- Directed by: Jaddanbai
- Produced by: Sangeet Movietone
- Starring: Jaddanbai; Baby Rani (Nargis); Miss Suraiya;
- Music by: Jaddanbai
- Release date: 1936;
- Country: India
- Language: Hindi

= Madam Fashion =

1936 Indian film

Madam Fashion is a 1936 Indian Hindi-language film produced under the banner of Sangeet Movietone. It was directed by Jaddanbai, who also composed its music and played the lead role. Other members of the cast included Ansari, Baby Rani (Nargis), Ashik Hussein, P. Bose, Misra, Yusuf, and Miss Suraiya.

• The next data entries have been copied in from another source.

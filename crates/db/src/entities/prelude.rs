//! Re-exports of all entities.

pub use super::transactions::Entity as Transactions;
pub use super::users::Entity as Users;
pub use super::wallets::Entity as Wallets;
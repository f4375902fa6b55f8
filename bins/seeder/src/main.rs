//! Database seeder for Tesora development and testing.
//!
//! Seeds a demo user and a couple of wallets for local development.
//!
//! Usage: cargo run --bin seeder

use chrono::Utc;
use rust_decimal::Decimal;
use sea_orm::{ActiveModelTrait, DatabaseConnection, EntityTrait, Set};
use tesora_db::entities::{users, wallets};
use uuid::Uuid;

/// Demo user ID (consistent for all seeds)
const DEMO_USER_ID: &str = "00000000-0000-0000-0000-000000000001";
/// Demo wallet IDs (consistent for all seeds)
const DEMO_WALLET_IDS: [&str; 2] = [
    "00000000-0000-0000-0000-000000000011",
    "00000000-0000-0000-0000-000000000012",
];
/// Names for the demo wallets
const DEMO_WALLET_NAMES: [&str; 2] = ["Main Wallet", "Savings"];

#[tokio::main]
async fn main() {
    dotenvy::dotenv().ok();

    let database_url =
        std::env::var("DATABASE_URL").expect("DATABASE_URL must be set in environment");

    println!("Connecting to database...");
    let db = tesora_db::connect(&database_url)
        .await
        .expect("Failed to connect to database");

    println!("Seeding demo user...");
    seed_demo_user(&db).await;

    println!("Seeding demo wallets...");
    seed_demo_wallets(&db).await;

    println!("Seeding complete!");
}

fn demo_user_id() -> Uuid {
    Uuid::parse_str(DEMO_USER_ID).unwrap()
}

/// Seeds the demo user.
async fn seed_demo_user(db: &DatabaseConnection) {
    // Check if the user already exists
    if users::Entity::find_by_id(demo_user_id())
        .one(db)
        .await
        .ok()
        .flatten()
        .is_some()
    {
        println!("  Demo user already exists, skipping...");
        return;
    }

    let user = users::ActiveModel {
        id: Set(demo_user_id()),
        username: Set("demo".to_string()),
        created_at: Set(Utc::now().into()),
        updated_at: Set(Utc::now().into()),
    };

    if let Err(e) = user.insert(db).await {
        eprintln!("Failed to insert demo user: {e}");
    } else {
        println!("  Created demo user: demo");
    }
}

/// Seeds two demo wallets with the default starting balance.
async fn seed_demo_wallets(db: &DatabaseConnection) {
    for (id, name) in DEMO_WALLET_IDS.iter().zip(DEMO_WALLET_NAMES) {
        let wallet_id = Uuid::parse_str(id).unwrap();

        if wallets::Entity::find_by_id(wallet_id)
            .one(db)
            .await
            .ok()
            .flatten()
            .is_some()
        {
            println!("  Wallet '{name}' already exists, skipping...");
            continue;
        }

        let wallet = wallets::ActiveModel {
            id: Set(wallet_id),
            user_id: Set(demo_user_id()),
            name: Set(name.to_string()),
            balance: Set(Decimal::new(1000, 0)),
            created_at: Set(Utc::now().into()),
            updated_at: Set(Utc::now().into()),
        };

        if let Err(e) = wallet.insert(db).await {
            eprintln!("Failed to insert wallet '{name}': {e}");
        } else {
            println!("  Created wallet: {name}");
        }
    }
}
//! Tesora API Server
//!
//! Main entry point for the Tesora ledger service.

use std::sync::Arc;
use std::time::Duration;

use sea_orm::DatabaseConnection;
use tokio::net::TcpListener;
use tokio::time::MissedTickBehavior;
use tracing::{error, info};
use tracing_subscriber::{layer::SubscriberExt, util::SubscriberInitExt};

use tesora_api::{AppState, create_router};
use tesora_db::{SettlementProcessor, connect_with};
use tesora_shared::AppConfig;

#[tokio::main]
async fn main() -> anyhow::Result<()> {
    // Load environment variables from .env file
    dotenvy::dotenv().ok();

    // Initialize tracing
    tracing_subscriber::registry()
        .with(
            tracing_subscriber::EnvFilter::try_from_default_env()
                .unwrap_or_else(|_| "tesora=debug,tower_http=debug".into()),
        )
        .with(tracing_subscriber::fmt::layer())
        .init();

    // Load configuration
    let config = AppConfig::load().expect("Failed to load configuration");

    // Connect to database
    let db = connect_with(&config.database).await?;
    info!("Connected to database");

    // Start the background settlement loop
    if config.settlement.enabled {
        tokio::spawn(settlement_loop(
            db.clone(),
            config.settlement.interval_secs,
            config.database.lock_timeout_ms,
        ));
        info!(
            interval_secs = config.settlement.interval_secs,
            "Settlement loop started"
        );
    } else {
        info!("Settlement loop disabled");
    }

    // Create application state
    let addr = format!("{}:{}", config.server.host, config.server.port);
    let state = AppState {
        db: Arc::new(db),
        config: Arc::new(config),
    };

    // Create router
    let app = create_router(state);

    // Start server
    let listener = TcpListener::bind(&addr).await?;
    info!("Server listening on {}", addr);

    axum::serve(listener, app).await?;

    Ok(())
}

/// Drives batch settlement on a fixed cadence. Each run is awaited before
/// the next tick, so runs never overlap.
async fn settlement_loop(db: DatabaseConnection, interval_secs: u64, lock_timeout_ms: u64) {
    let processor = SettlementProcessor::new(db, lock_timeout_ms);
    let mut ticker = tokio::time::interval(Duration::from_secs(interval_secs));
    ticker.set_missed_tick_behavior(MissedTickBehavior::Delay);

    loop {
        ticker.tick().await;
        if let Err(e) = processor.run().await {
            error!(error = %e, "Settlement run failed");
        }
    }
}
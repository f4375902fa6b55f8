//! Application configuration management.

use rust_decimal::Decimal;
use serde::Deserialize;

/// Application configuration.
#[derive(Debug, Clone, Deserialize)]
pub struct AppConfig {
    /// Server configuration.
    #[serde(default)]
    pub server: ServerConfig,
    /// Database configuration.
    pub database: DatabaseConfig,
    /// Ledger configuration.
    #[serde(default)]
    pub ledger: LedgerConfig,
    /// Batch settlement configuration.
    #[serde(default)]
    pub settlement: SettlementConfig,
}

/// Server configuration.
#[derive(Debug, Clone, Deserialize)]
pub struct ServerConfig {
    /// Host to bind to.
    #[serde(default = "default_host")]
    pub host: String,
    /// Port to listen on.
    #[serde(default = "default_port")]
    pub port: u16,
}

impl Default for ServerConfig {
    fn default() -> Self {
        Self {
            host: default_host(),
            port: default_port(),
        }
    }
}

fn default_host() -> String {
    "0.0.0.0".to_string()
}

fn default_port() -> u16 {
    8080
}

/// Database configuration.
#[derive(Debug, Clone, Deserialize)]
pub struct DatabaseConfig {
    /// Database connection URL.
    pub url: String,
    /// Maximum number of connections in the pool.
    #[serde(default = "default_max_connections")]
    pub max_connections: u32,
    /// Minimum number of connections in the pool.
    #[serde(default = "default_min_connections")]
    pub min_connections: u32,
    /// Upper bound on row-lock wait time before an operation fails
    /// with a transient error instead of blocking indefinitely.
    #[serde(default = "default_lock_timeout_ms")]
    pub lock_timeout_ms: u64,
}

fn default_max_connections() -> u32 {
    10
}

fn default_min_connections() -> u32 {
    1
}

fn default_lock_timeout_ms() -> u64 {
    5000
}

/// Ledger configuration.
#[derive(Debug, Clone, Deserialize)]
pub struct LedgerConfig {
    /// Transactions above this amount require manual approval.
    #[serde(default = "default_approval_threshold")]
    pub approval_threshold: Decimal,
    /// Balance assigned to newly created wallets.
    #[serde(default = "default_initial_wallet_balance")]
    pub initial_wallet_balance: Decimal,
}

impl Default for LedgerConfig {
    fn default() -> Self {
        Self {
            approval_threshold: default_approval_threshold(),
            initial_wallet_balance: default_initial_wallet_balance(),
        }
    }
}

fn default_approval_threshold() -> Decimal {
    Decimal::new(1000, 0)
}

fn default_initial_wallet_balance() -> Decimal {
    Decimal::new(1000, 0)
}

/// Batch settlement configuration.
#[derive(Debug, Clone, Deserialize)]
pub struct SettlementConfig {
    /// Seconds between settlement runs.
    #[serde(default = "default_settlement_interval")]
    pub interval_secs: u64,
    /// Whether the background settlement loop runs at all.
    #[serde(default = "default_settlement_enabled")]
    pub enabled: bool,
}

impl Default for SettlementConfig {
    fn default() -> Self {
        Self {
            interval_secs: default_settlement_interval(),
            enabled: default_settlement_enabled(),
        }
    }
}

fn default_settlement_interval() -> u64 {
    60
}

fn default_settlement_enabled() -> bool {
    true
}

impl AppConfig {
    /// Loads configuration from environment and config files.
    ///
    /// # Errors
    ///
    /// Returns an error if configuration cannot be loaded.
    pub fn load() -> Result<Self, config::ConfigError> {
        let run_mode = std::env::var("RUN_MODE").unwrap_or_else(|_| "development".to_string());

        let config = config::Config::builder()
            .add_source(config::File::with_name("config/default").required(false))
            .add_source(config::File::with_name(&format!("config/{run_mode}")).required(false))
            .add_source(config::Environment::with_prefix("TESORA").separator("__"))
            .build()?;

        config.try_deserialize()
    }
}

#[cfg(test)]
mod tests {
    use super::*;
    use rust_decimal_macros::dec;

    #[test]
    fn test_defaults_apply_with_only_database_url() {
        temp_env::with_vars(
            [
                ("TESORA__DATABASE__URL", Some("postgres://localhost/tesora")),
                ("RUN_MODE", Some("nonexistent")),
            ],
            || {
                let config = AppConfig::load().expect("config should load");

                assert_eq!(config.server.host, "0.0.0.0");
                assert_eq!(config.server.port, 8080);
                assert_eq!(config.database.max_connections, 10);
                assert_eq!(config.database.lock_timeout_ms, 5000);
                assert_eq!(config.ledger.approval_threshold, dec!(1000));
                assert_eq!(config.ledger.initial_wallet_balance, dec!(1000));
                assert_eq!(config.settlement.interval_secs, 60);
                assert!(config.settlement.enabled);
            },
        );
    }

    #[test]
    fn test_environment_overrides() {
        temp_env::with_vars(
            [
                ("TESORA__DATABASE__URL", Some("postgres://localhost/tesora")),
                ("TESORA__SERVER__PORT", Some("9090")),
                ("TESORA__LEDGER__APPROVAL_THRESHOLD", Some("500")),
                ("TESORA__SETTLEMENT__INTERVAL_SECS", Some("5")),
                ("TESORA__SETTLEMENT__ENABLED", Some("false")),
                ("RUN_MODE", Some("nonexistent")),
            ],
            || {
                let config = AppConfig::load().expect("config should load");

                assert_eq!(config.server.port, 9090);
                assert_eq!(config.ledger.approval_threshold, dec!(500));
                assert_eq!(config.settlement.interval_secs, 5);
                assert!(!config.settlement.enabled);
            },
        );
    }

    #[test]
    fn test_missing_database_url_fails() {
        temp_env::with_vars(
            [
                ("TESORA__DATABASE__URL", None::<&str>),
                ("RUN_MODE", Some("nonexistent")),
            ],
            || {
                assert!(AppConfig::load().is_err());
            },
        );
    }
}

Madam Fashion formed part of a transnational "fallen woman" melodrama tradition prominent in late 1920s and early 1930s cinema, in which female characters who transgressed social and sexual conventions were often subjected to moral punishment. The film was framed as a critique of "fashion fanaticism" and Westernised modernity. Its song booklet, introduced by Jaddanbai, warned that blind imitation of Western fashions would lead to the moral and financial ruin of Indian citizens and called upon Indian women to emulate the "saintly women of yore" as dutiful wives and model mothers.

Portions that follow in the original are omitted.